▸ **What is being asked**
Transcribe the data in full, keeping each line exactly as it appears.

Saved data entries
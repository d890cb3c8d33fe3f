use anyhow::{Context, Result};
use serde::{Deserialize, Serialize};
use std::path::Path;

#[derive(Debug, Clone, Deserialize, Serialize)]
pub struct Config {
    pub site: SiteConfig,
    #[serde(default)]
    pub server: ServerConfig,
    pub database: DatabaseConfig,
    pub media: MediaConfig,
}

#[derive(Debug, Clone, Deserialize, Serialize)]
pub struct SiteConfig {
    pub title: String,
    #[serde(default)]
    pub description: String,
    #[serde(default = "default_url")]
    pub url: String,
}

#[derive(Debug, Clone, Deserialize, Serialize)]
pub struct ServerConfig {
    #[serde(default = "default_host")]
    pub host: String,
    #[serde(default = "default_port")]
    pub port: u16,
}

#[derive(Debug, Clone, Deserialize, Serialize)]
pub struct DatabaseConfig {
    pub path: String,
    #[serde(default = "default_pool_size")]
    pub pool_size: u32,
}

#[derive(Debug, Clone, Deserialize, Serialize)]
pub struct MediaConfig {
    pub upload_dir: String,
}

impl Config {
    pub fn load(path: &Path) -> Result<Self> {
        let raw = std::fs::read_to_string(path)
            .with_context(|| format!("Failed to read config file {:?}", path))?;
        let config: Config = toml::from_str(&raw)
            .with_context(|| format!("Failed to parse config file {:?}", path))?;
        Ok(config)
    }
}

impl Default for ServerConfig {
    fn default() -> Self {
        Self {
            host: default_host(),
            port: default_port(),
        }
    }
}

fn default_url() -> String {
    "http://localhost:3000".to_string()
}

fn default_host() -> String {
    "127.0.0.1".to_string()
}

fn default_port() -> u16 {
    3000
}

fn default_pool_size() -> u32 {
    10
}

▸ **Solution**
repository d890cb3c8d33fe3f
use anyhow::{Context, Result};
use serde::{Deserialize, Serialize};
use std::path::Path;

#[derive(Debug, Clone, Deserialize, Serialize)]
pub struct Config {
    pub site: SiteConfig,
    #[serde(default)]
    pub server: ServerConfig,
    pub database: DatabaseConfig,
    pub media: MediaConfig,
}

#[derive(Debug, Clone, Deserialize, Serialize)]
pub struct SiteConfig {
    pub title: String,
    #[serde(default)]
    pub description: String,
    #[serde(default = "default_url")]
    pub url: String,
}

#[derive(Debug, Clone, Deserialize, Serialize)]
pub struct ServerConfig {
    #[serde(default = "default_host")]
    pub host: String,
    #[serde(default = "default_port")]
    pub port: u16,
}

#[derive(Debug, Clone, Deserialize, Serialize)]
pub struct DatabaseConfig {
    pub path: String,
    #[serde(default = "default_pool_size")]
    pub pool_size: u32,
}

#[derive(Debug, Clone, Deserialize, Serialize)]
pub struct MediaConfig {
    pub upload_dir: String,
}

impl Config {
    pub fn load(path: &Path) -> Result<Self> {
        let raw = std::fs::read_to_string(path)
            .with_context(|| format!("Failed to read config file {:?}", path))?;
        let config: Config = toml::from_str(&raw)
            .with_context(|| format!("Failed to parse config file {:?}", path))?;
        Ok(config)
    }
}

impl Default for ServerConfig {
    fn default() -> Self {
        Self {
            host: default_host(),
            port: default_port(),
        }
    }
}

fn default_url() -> String {
    "http://localhost:3000".to_string()
}

fn default_host() -> String {
    "127.0.0.1".to_string()
}

fn default_port() -> u16 {
    3000
}

fn default_pool_size() -> u32 {
    10
}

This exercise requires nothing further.